Give yourself permission to pamper you.
Do you like baths...get some new bubble bath.
If you love to read...get yourself a new book for the day.
So cooking is your thing...plan the recipes you would like to try the most and make food that you would love to eat. (If you have leftovers you might plan to bless someone with those or plan to enjoy each leftover morsel the next day.)
If you hate to cook then think ahead about food. Are their restaurants open that you love. Make an order ahead of time to make sure you can get your favorites.
Movie night. Think of a movie you have been wanting to rent and get it. Think of a movie you haven't seen in years. You may have to order it ahead of time.
Turn your favorite music on and sing at the top of your lungs.
Spend time reading the Christmas story and journaling about the parts that touch your heart.
Maybe you like to draw or color. New supplies would be a fun present to open Christmas day.
Pull up a dance video and learn some new dance moves while nobody is watching.

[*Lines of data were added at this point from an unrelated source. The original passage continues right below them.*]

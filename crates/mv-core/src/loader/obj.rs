//! Wavefront OBJ loading via tobj

use std::io::{BufRead, BufReader, Cursor};
use std::path::Path;

use glam::Mat4;

use super::LoadError;
use super::normals::calculate_vertex_normals;
use crate::geometry::{GeometryTree, MaterialDesc, MeshNode};

fn load_options() -> tobj::LoadOptions {
    tobj::LoadOptions {
        single_index: true,
        triangulate: true,
        ignore_points: true,
        ignore_lines: true,
        ..Default::default()
    }
}

/// Load an OBJ file from disk.
///
/// Material libraries referenced by the file are resolved next to it.
pub fn load_obj(path: impl AsRef<Path>) -> Result<GeometryTree, LoadError> {
    let path = path.as_ref();
    let file = std::fs::File::open(path).map_err(|e| LoadError::Io(e.to_string()))?;
    let mut reader = BufReader::new(file);
    let base_dir = path.parent().map(Path::to_path_buf).unwrap_or_default();

    let name = path
        .file_stem()
        .and_then(|s| s.to_str())
        .unwrap_or("unnamed")
        .to_string();

    parse_obj(&name, &mut reader, |mtl_path| {
        tobj::load_mtl(base_dir.join(mtl_path))
    })
}

/// Load an OBJ model from an in-memory byte stream.
///
/// Material libraries cannot be resolved for a bare stream and are ignored.
pub fn load_obj_from_bytes(name: &str, data: &[u8]) -> Result<GeometryTree, LoadError> {
    let mut reader = BufReader::new(Cursor::new(data));
    parse_obj(name, &mut reader, |_| Err(tobj::LoadError::OpenFileFailed))
}

fn parse_obj<B, ML>(name: &str, reader: &mut B, material_loader: ML) -> Result<GeometryTree, LoadError>
where
    B: BufRead,
    ML: Fn(&Path) -> tobj::MTLLoadResult,
{
    let (models, materials) = tobj::load_obj_buf(reader, &load_options(), material_loader)
        .map_err(|e| LoadError::Parse(e.to_string()))?;

    let materials = match materials {
        Ok(materials) => materials
            .into_iter()
            .map(|m| {
                let [r, g, b] = m.diffuse.unwrap_or([0.8, 0.8, 0.8]);
                MaterialDesc::new(m.name, [r, g, b, m.dissolve.unwrap_or(1.0)])
            })
            .collect(),
        Err(e) => {
            tracing::debug!("Material library for '{}' not loaded: {}", name, e);
            Vec::new()
        }
    };

    let mut tree = GeometryTree::new(name);
    tree.materials = materials;

    for (i, model) in models.into_iter().enumerate() {
        let mesh = model.mesh;

        let positions: Vec<[f32; 3]> = mesh
            .positions
            .chunks_exact(3)
            .map(|p| [p[0], p[1], p[2]])
            .collect();

        if let Some(&bad) = mesh.indices.iter().find(|&&idx| idx as usize >= positions.len()) {
            return Err(LoadError::Parse(format!(
                "mesh '{}' references vertex {} but only has {}",
                model.name,
                bad,
                positions.len()
            )));
        }

        let normals: Vec<[f32; 3]> = if mesh.normals.len() == mesh.positions.len() {
            mesh.normals
                .chunks_exact(3)
                .map(|n| [n[0], n[1], n[2]])
                .collect()
        } else {
            calculate_vertex_normals(&positions, &mesh.indices)
        };

        let node_name = if model.name.is_empty() {
            format!("mesh_{}", i)
        } else {
            model.name
        };

        tree.nodes.push(MeshNode {
            name: node_name,
            positions,
            normals,
            indices: mesh.indices,
            material: mesh.material_id.filter(|&id| id < tree.materials.len()),
            transform: Mat4::IDENTITY,
        });
    }

    tracing::debug!(
        "Parsed OBJ '{}': {} meshes, {} vertices, {} triangles",
        name,
        tree.nodes.len(),
        tree.vertex_count(),
        tree.triangle_count()
    );

    Ok(tree)
}

#[cfg(test)]
mod tests {
    use super::*;

    const TRIANGLE: &str = "\
o tri
v 0.0 0.0 0.0
v 1.0 0.0 0.0
v 0.0 1.0 0.0
f 1 2 3
";

    const TWO_QUADS: &str = "\
o floor
v -1.0 0.0 -1.0
v 1.0 0.0 -1.0
v 1.0 0.0 1.0
v -1.0 0.0 1.0
vn 0.0 1.0 0.0
f 1//1 2//1 3//1 4//1
o wall
v -1.0 0.0 -1.0
v 1.0 0.0 -1.0
v 1.0 2.0 -1.0
v -1.0 2.0 -1.0
f 5 6 7 8
";

    #[test]
    fn test_load_triangle() {
        let tree = load_obj_from_bytes("tri", TRIANGLE.as_bytes()).unwrap();
        assert_eq!(tree.nodes.len(), 1);
        assert_eq!(tree.nodes[0].name, "tri");
        assert_eq!(tree.vertex_count(), 3);
        assert_eq!(tree.triangle_count(), 1);
        // Normal computed from winding
        let n = tree.nodes[0].normals[0];
        assert!((n[2] - 1.0).abs() < 1e-5);
    }

    #[test]
    fn test_quads_are_triangulated() {
        let tree = load_obj_from_bytes("room", TWO_QUADS.as_bytes()).unwrap();
        assert_eq!(tree.nodes.len(), 2);
        assert_eq!(tree.triangle_count(), 4);
        for node in &tree.nodes {
            assert_eq!(node.normals.len(), node.positions.len());
        }
        let bounds = tree.bounds();
        assert_eq!(bounds.size(), glam::Vec3::new(2.0, 2.0, 2.0));
    }

    #[test]
    fn test_empty_stream_is_degenerate_not_error() {
        let tree = load_obj_from_bytes("empty", b"").unwrap();
        assert!(tree.is_empty());
        assert!(tree.bounds().is_empty());
    }

    #[test]
    fn test_missing_mtllib_is_ignored() {
        let src = format!("mtllib missing.mtl\nusemtl red\n{}", TRIANGLE);
        let tree = load_obj_from_bytes("tri", src.as_bytes()).unwrap();
        assert!(tree.materials.is_empty());
        assert_eq!(tree.nodes[0].material, None);
    }

    #[test]
    fn test_bad_face_index_is_parse_error() {
        let src = "v 0 0 0\nv 1 0 0\nf 1 2 9\n";
        let err = load_obj_from_bytes("broken", src.as_bytes()).unwrap_err();
        assert!(matches!(err, LoadError::Parse(_)));
    }
}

Wear you pjs all day if you want to.
4. Shake it up a bit. Maybe this particular year is hard. The first year after one of my sister's divorce she and her daughter started a new tradition. They began going to our parents' house on Christmas Eve and spent the night. They all did Christmas morning together with our folks. She knew that would be hard for her to stay at home that morning, so she planned ahead and created a new tradition.
Be honest with yourself and decide what would help you to help yourself.
Maybe you have always done breakfast, but you hate mornings. How about planning ahead and allowing some input to try a new midday get together.
Maybe you are have a large family and traveling is hard. Stay at home. You could invite others to come to you.
Or maybe you have never traveled and this is your year to make a change and hit the road.
5. Ask to be included. Now this is risky...you have to be careful who you ask. You are not close enough with all people to ask to jump in on their holiday festivities. However, close friends would not mind having you join their Christmas meal.
Possibly you are somebody who misses having your home full at the holidays and you might want to invite a young family with no in laws over for a meal. You might never know what a blessing that invitation might be to them as well as you.
This is the time to choose now how you can have the best holiday possible. Please do not hear me negating any pain you might be having. Pain is real and it hurts. The challenge here to be powerful in spite of the pain. Plan ahead and give yourself somethings to look forward to could be empowering and encouraging.